In 1919 De Pisis moved to Rome, where he started his career as a painter. Some important editors of his time criticized de Pisis for writing overly-sentimental poetry. Fortunately, other critics appreciated his paintings full of poetic emotions. De Pisis is best known for his cityscapes, metaphysically-inspired maritime scenes, and still lifes, especially those depicting flowers. His artwork has a particularly airy, in-the-moment quality, and is laden with a sort of pathetic pleasure-pain. De Pisis also executed a large body of lesser-known work, comprising homoerotic sketches of the male nude.

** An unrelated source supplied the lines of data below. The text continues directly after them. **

use std::collections::BTreeSet;
use std::fmt;

use chrono::NaiveDate;
use rust_decimal::Decimal;
use serde::{Deserialize, Serialize};

use crate::error::InvalidTaskError;

pub type TaskId = String;
pub type ResourceName = String;
pub type ChainId = String;
pub type BufferId = String;

/// A `{name, units}` pair: how much of one resource a task consumes while active.
#[derive(Debug, Clone, PartialEq, Eq, Serialize, Deserialize)]
pub struct ResourceRequirement {
    pub name: ResourceName,
    pub units: Decimal,
}

impl ResourceRequirement {
    pub fn new(name: impl Into<ResourceName>, units: Decimal) -> Result<Self, InvalidTaskError> {
        if units <= Decimal::ZERO {
            return Err(InvalidTaskError::NonPositiveUnits(units));
        }
        Ok(Self {
            name: name.into(),
            units,
        })
    }
}

/// A single row of `progress_history`: a self-contained snapshot, never mutated
/// once appended.
#[derive(Debug, Clone, Copy, PartialEq, Eq, Serialize, Deserialize)]
pub struct ProgressRecord {
    pub date: NaiveDate,
    pub remaining: Decimal,
    pub completed_work: Decimal,
    pub progress_pct: Decimal,
}

/// Per-task state machine: `Planned -> InProgress -> Completed`, no backward
/// transitions.
#[derive(Debug, Clone, Copy, PartialEq, Eq, Serialize, Deserialize)]
pub enum TaskStatus {
    Planned,
    InProgress,
    Completed,
}

impl fmt::Display for TaskStatus {
    fn fmt(&self, f: &mut fmt::Formatter<'_>) -> fmt::Result {
        let s = match self {
            Self::Planned => "Planned",
            Self::InProgress => "InProgress",
            Self::Completed => "Completed",
        };
        write!(f, "{s}")
    }
}

/// A unit of work in the dependency network.
///
/// Construction and dependency/resource wiring happen through validated
/// builder methods during the planning phase; scheduling attributes
/// (`early_start`..`color`) are filled in by the engine during `schedule()`
/// and are `None` beforehand.
#[derive(Debug, Clone, Serialize, Deserialize)]
pub struct Task {
    pub id: TaskId,
    pub name: String,
    pub aggressive_duration: Decimal,
    pub safe_duration: Decimal,
    pub planned_duration: Option<Decimal>,
    pub resources: Vec<ResourceRequirement>,
    pub dependencies: BTreeSet<TaskId>,

    // Scheduling attributes, assigned by the engine. Measured in workdays
    // elapsed since the project start date (fractional, matching durations).
    pub early_start: Option<Decimal>,
    pub early_finish: Option<Decimal>,
    pub late_start: Option<Decimal>,
    pub late_finish: Option<Decimal>,
    pub slack: Option<Decimal>,
    pub is_critical: bool,
    pub start_date: Option<NaiveDate>,
    pub end_date: Option<NaiveDate>,
    pub chain_id: Option<ChainId>,
    pub color: Option<u32>,

    // Execution attributes.
    pub status: TaskStatus,
    pub actual_start_date: Option<NaiveDate>,
    pub actual_end_date: Option<NaiveDate>,
    pub remaining_duration: Option<Decimal>,
    pub progress_history: Vec<ProgressRecord>,
}

impl Task {
    pub fn new(id: impl Into<TaskId>) -> Result<Self, InvalidTaskError> {
        let id = id.into();
        if id.trim().is_empty() {
            return Err(InvalidTaskError::EmptyId);
        }
        Ok(Self {
            name: id.clone(),
            id,
            aggressive_duration: Decimal::ZERO,
            safe_duration: Decimal::ZERO,
            planned_duration: None,
            resources: Vec::new(),
            dependencies: BTreeSet::new(),
            early_start: None,
            early_finish: None,
            late_start: None,
            late_finish: None,
            slack: None,
            is_critical: false,
            start_date: None,
            end_date: None,
            chain_id: None,
            color: None,
            status: TaskStatus::Planned,
            actual_start_date: None,
            actual_end_date: None,
            remaining_duration: None,
            progress_history: Vec::new(),
        })
    }

    #[must_use]
    pub fn name(mut self, name: impl Into<String>) -> Self {
        self.name = name.into();
        self
    }

    pub fn durations(
        mut self,
        aggressive: Decimal,
        safe: Decimal,
    ) -> Result<Self, InvalidTaskError> {
        if aggressive < Decimal::ZERO {
            return Err(InvalidTaskError::NegativeDuration(aggressive));
        }
        if safe < aggressive {
            return Err(InvalidTaskError::SafeLessThanAggressive { safe, aggressive });
        }
        self.aggressive_duration = aggressive;
        self.safe_duration = safe;
        self.remaining_duration = Some(aggressive);
        Ok(self)
    }

    #[must_use]
    pub fn depends_on(mut self, task_id: impl Into<TaskId>) -> Self {
        self.dependencies.insert(task_id.into());
        self
    }

    #[must_use]
    pub fn requires(mut self, requirement: ResourceRequirement) -> Self {
        self.resources.push(requirement);
        self
    }

    /// Locks `planned_duration` to the aggressive estimate; called by the
    /// scheduler when the planning phase ends.
    pub(crate) fn lock_planned_duration(&mut self) {
        self.planned_duration = Some(self.aggressive_duration);
    }

    /// Appends a record to `progress_history`, recomputes `completed_work`
    /// and `progress_pct`, and advances the task's state machine.
    ///
    /// Returns `Err` if the task is already `Completed` — no backward
    /// transitions are permitted.
    pub fn update_remaining(
        &mut self,
        remaining: Decimal,
        date: NaiveDate,
    ) -> Result<(), crate::error::SchedulerError> {
        use crate::error::SchedulerError;

        if matches!(self.status, TaskStatus::Completed) {
            return Err(SchedulerError::TaskAlreadyCompleted(self.id.clone()));
        }

        let planned = self.planned_duration.unwrap_or(self.aggressive_duration);
        let completed_work = (planned - remaining).max(Decimal::ZERO);
        let progress_pct = if planned > Decimal::ZERO {
            (completed_work / planned) * Decimal::from(100)
        } else {
            Decimal::from(100)
        };

        if self.actual_start_date.is_none() {
            self.actual_start_date = Some(date);
        }
        self.status = TaskStatus::InProgress;
        self.remaining_duration = Some(remaining);

        if remaining <= Decimal::ZERO {
            self.actual_end_date = Some(date);
            self.status = TaskStatus::Completed;
        }

        self.progress_history.push(ProgressRecord {
            date,
            remaining,
            completed_work,
            progress_pct,
        });

        Ok(())
    }

    /// Elapsed working days between `actual_start_date` and `actual_end_date`,
    /// i.e. the true duration once the task has completed — not the
    /// originally planned one.
    pub fn actual_duration(&self, calendar: &crate::calendar::Calendar) -> Option<Decimal> {
        let start = self.actual_start_date?;
        let end = self.actual_end_date?;
        Some(calendar.working_days_between(start, end))
    }
}

/// Which kind of chain a `Chain` represents.
#[derive(Debug, Clone, Copy, PartialEq, Eq, Serialize, Deserialize)]
pub enum ChainKind {
    Critical,
    Feeding,
}

/// An ordered, contiguous run of tasks connected by direct dependencies:
/// either the single critical chain, or one of its feeding chains.
#[derive(Debug, Clone, Serialize, Deserialize)]
pub struct Chain {
    pub id: ChainId,
    pub kind: ChainKind,
    pub tasks: Vec<TaskId>,
    pub buffer: Option<BufferId>,
    pub buffer_ratio: Decimal,
}

impl Chain {
    pub fn new(
        id: impl Into<ChainId>,
        kind: ChainKind,
        tasks: Vec<TaskId>,
    ) -> Result<Self, InvalidTaskError> {
        let id = id.into();
        if id.trim().is_empty() {
            return Err(InvalidTaskError::EmptyId);
        }
        if tasks.is_empty() {
            return Err(InvalidTaskError::UnknownDependency(id, String::new()));
        }
        Ok(Self {
            id,
            kind,
            tasks,
            buffer: None,
            buffer_ratio: Decimal::new(5, 1), // 0.5
        })
    }
}

/// Which kind of schedule reserve a `Buffer` represents.
#[derive(Debug, Clone, Copy, PartialEq, Eq, Serialize, Deserialize)]
pub enum BufferKind {
    Project,
    Feeding,
}

/// A row of `consumption_history`.
#[derive(Debug, Clone, Copy, PartialEq, Eq, Serialize, Deserialize)]
pub struct ConsumptionRecord {
    pub date: NaiveDate,
    pub remaining: Decimal,
    pub consumption_pct: Decimal,
}

/// A time reserve inserted by the scheduler: the project buffer after the
/// critical chain, or a feeding buffer before a merge point. Not a `Task` —
/// it has no resources and no dependency set of its own.
#[derive(Debug, Clone, Serialize, Deserialize)]
pub struct Buffer {
    pub id: BufferId,
    pub kind: BufferKind,
    pub size_days: Decimal,
    pub original_size: Decimal,
    pub remaining: Decimal,
    pub start_date: NaiveDate,
    pub end_date: NaiveDate,
    pub attaches_to: TaskId,
    pub source_chain: ChainId,
    pub consumption_history: Vec<ConsumptionRecord>,
}

impl Buffer {
    #[allow(clippy::too_many_arguments)]
    pub fn new(
        id: impl Into<BufferId>,
        kind: BufferKind,
        size_days: Decimal,
        start_date: NaiveDate,
        end_date: NaiveDate,
        attaches_to: impl Into<TaskId>,
        source_chain: impl Into<ChainId>,
    ) -> Result<Self, InvalidTaskError> {
        if size_days <= Decimal::ZERO {
            return Err(InvalidTaskError::NegativeDuration(size_days));
        }
        Ok(Self {
            id: id.into(),
            kind,
            size_days,
            original_size: size_days,
            remaining: size_days,
            start_date,
            end_date,
            attaches_to: attaches_to.into(),
            source_chain: source_chain.into(),
            consumption_history: Vec::new(),
        })
    }

    /// `consumption_pct = (original_size - remaining) / original_size * 100`.
    #[must_use]
    pub fn consumption_pct(&self) -> Decimal {
        if self.original_size.is_zero() {
            return Decimal::ZERO;
        }
        ((self.original_size - self.remaining) / self.original_size) * Decimal::from(100)
    }

    /// Sets `remaining` and appends a self-contained record. Consumption
    /// history is append-only: callers never rewrite or remove a prior
    /// entry.
    pub fn record_consumption(&mut self, date: NaiveDate, remaining: Decimal) {
        self.remaining = remaining.max(Decimal::ZERO).min(self.original_size);
        let consumption_pct = self.consumption_pct();
        self.consumption_history.push(ConsumptionRecord {
            date,
            remaining: self.remaining,
            consumption_pct,
        });
    }
}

De Pisis spent his life in Rome, Paris and Venice. He lived a very extravagant lifestyle; he had a petparrot named Coco, and in Venice he was one of a handful of residents at the time who used a gondola. He had two personal gondoliers on 24-hour duty, who wore black-and-gold livery.

De Pisis's work was shown twice in the Venice Biennale: once during his life, and once posthumously. De Pisis's work for the Collezione Verzocchi in 1949-1950 is now housed in the Pinacoteca Civica of Forlì. A large portion of his work is also housed in the Museo Filippo de Pisis in Ferrara.

After a period in which he stayed in a nursing home nervous disease called Villa Fiorita placed in Brugherio due to a long illness, he died in Milan in 1956.